→ **Materials provided**
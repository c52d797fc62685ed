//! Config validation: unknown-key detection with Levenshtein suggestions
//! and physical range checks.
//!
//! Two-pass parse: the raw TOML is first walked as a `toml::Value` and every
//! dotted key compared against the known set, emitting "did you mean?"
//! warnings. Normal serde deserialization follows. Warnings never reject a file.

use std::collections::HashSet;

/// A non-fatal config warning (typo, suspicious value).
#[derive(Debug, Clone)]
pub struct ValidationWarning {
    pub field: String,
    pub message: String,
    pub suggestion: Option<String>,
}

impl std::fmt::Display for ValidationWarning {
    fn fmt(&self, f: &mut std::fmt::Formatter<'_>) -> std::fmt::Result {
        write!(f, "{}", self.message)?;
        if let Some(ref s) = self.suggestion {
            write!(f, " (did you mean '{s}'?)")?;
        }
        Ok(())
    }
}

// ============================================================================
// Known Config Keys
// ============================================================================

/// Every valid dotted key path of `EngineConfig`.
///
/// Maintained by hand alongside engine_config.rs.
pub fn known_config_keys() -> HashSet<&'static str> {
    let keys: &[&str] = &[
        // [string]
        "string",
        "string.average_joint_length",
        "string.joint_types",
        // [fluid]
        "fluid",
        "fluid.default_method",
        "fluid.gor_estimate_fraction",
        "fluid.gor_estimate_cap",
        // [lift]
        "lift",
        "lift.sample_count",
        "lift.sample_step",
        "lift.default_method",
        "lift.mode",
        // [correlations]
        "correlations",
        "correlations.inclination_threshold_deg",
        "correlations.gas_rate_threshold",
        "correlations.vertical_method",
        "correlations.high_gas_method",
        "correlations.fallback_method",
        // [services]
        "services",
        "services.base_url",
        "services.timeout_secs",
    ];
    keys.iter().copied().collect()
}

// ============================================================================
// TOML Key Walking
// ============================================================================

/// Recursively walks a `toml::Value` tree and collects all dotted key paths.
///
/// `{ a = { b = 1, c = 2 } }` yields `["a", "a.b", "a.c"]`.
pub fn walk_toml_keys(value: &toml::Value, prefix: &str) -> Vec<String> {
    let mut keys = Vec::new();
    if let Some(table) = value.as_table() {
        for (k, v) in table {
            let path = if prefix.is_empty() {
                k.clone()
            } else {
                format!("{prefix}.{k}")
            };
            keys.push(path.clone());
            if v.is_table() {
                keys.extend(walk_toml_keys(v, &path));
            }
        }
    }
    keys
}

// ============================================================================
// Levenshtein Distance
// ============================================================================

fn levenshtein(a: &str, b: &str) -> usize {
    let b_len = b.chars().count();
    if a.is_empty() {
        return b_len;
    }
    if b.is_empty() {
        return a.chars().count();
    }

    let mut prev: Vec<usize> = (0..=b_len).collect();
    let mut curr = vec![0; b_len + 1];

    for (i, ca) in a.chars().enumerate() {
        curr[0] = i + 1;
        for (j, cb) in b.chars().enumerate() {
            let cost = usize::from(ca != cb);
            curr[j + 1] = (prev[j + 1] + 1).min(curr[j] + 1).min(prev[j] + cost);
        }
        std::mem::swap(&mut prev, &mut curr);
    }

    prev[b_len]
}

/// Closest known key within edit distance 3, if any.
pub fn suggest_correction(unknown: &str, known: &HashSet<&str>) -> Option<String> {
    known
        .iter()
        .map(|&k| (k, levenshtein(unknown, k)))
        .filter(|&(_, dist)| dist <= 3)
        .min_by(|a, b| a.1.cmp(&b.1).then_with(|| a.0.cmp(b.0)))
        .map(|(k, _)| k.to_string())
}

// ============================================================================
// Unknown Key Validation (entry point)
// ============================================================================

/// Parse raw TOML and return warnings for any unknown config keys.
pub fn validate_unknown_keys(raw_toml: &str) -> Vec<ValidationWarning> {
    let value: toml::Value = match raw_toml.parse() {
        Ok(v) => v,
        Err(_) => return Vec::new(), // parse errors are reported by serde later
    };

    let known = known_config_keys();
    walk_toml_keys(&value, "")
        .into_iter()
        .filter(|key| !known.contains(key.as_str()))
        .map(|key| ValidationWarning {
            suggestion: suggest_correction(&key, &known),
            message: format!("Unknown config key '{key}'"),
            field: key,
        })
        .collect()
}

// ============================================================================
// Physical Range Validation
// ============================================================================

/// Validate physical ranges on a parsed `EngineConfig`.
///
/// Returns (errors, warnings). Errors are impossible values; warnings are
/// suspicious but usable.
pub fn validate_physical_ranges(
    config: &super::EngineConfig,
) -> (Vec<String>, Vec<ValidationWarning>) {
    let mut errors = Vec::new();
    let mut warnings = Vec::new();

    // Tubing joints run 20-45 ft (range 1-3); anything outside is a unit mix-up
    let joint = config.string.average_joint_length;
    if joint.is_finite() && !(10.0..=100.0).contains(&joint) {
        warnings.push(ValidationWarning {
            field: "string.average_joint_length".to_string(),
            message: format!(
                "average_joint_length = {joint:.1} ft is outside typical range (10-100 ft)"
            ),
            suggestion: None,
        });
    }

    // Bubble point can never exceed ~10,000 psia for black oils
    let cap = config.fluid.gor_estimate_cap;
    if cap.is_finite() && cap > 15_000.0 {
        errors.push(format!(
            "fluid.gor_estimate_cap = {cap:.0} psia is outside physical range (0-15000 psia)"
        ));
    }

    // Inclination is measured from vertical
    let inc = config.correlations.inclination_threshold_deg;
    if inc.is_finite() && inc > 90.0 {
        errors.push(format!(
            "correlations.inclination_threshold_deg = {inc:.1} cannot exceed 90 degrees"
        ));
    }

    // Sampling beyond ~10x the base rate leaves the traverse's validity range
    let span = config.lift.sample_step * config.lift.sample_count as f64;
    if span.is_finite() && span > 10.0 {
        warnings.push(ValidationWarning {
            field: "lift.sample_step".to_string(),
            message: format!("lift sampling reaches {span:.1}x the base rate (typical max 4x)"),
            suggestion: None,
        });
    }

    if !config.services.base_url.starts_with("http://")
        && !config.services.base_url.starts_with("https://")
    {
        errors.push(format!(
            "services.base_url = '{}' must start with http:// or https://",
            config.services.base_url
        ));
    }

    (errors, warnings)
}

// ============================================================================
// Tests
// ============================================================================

--

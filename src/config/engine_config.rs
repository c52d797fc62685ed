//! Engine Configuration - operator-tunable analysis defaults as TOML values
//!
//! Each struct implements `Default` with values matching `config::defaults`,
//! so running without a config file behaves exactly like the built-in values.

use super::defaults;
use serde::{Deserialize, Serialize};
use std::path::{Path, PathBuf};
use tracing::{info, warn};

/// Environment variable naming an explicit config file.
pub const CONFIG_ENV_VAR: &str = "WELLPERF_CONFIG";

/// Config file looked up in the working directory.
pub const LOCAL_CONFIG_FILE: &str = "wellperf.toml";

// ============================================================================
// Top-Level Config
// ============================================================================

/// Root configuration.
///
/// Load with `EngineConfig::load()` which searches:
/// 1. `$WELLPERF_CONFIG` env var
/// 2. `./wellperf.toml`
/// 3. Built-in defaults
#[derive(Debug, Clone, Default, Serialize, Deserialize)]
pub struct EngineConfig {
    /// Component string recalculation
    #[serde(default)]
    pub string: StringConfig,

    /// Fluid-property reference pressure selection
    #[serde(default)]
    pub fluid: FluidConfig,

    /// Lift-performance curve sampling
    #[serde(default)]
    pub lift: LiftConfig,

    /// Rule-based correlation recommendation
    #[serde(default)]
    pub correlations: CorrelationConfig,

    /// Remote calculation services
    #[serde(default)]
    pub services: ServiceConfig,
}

→ **Directions**
Write out every line of the preceding listing that contains "point".

→ **Solution to this problem**
// Unknown Key Validation (entry point)
    // Bubble point can never exceed ~10,000 psia for black oils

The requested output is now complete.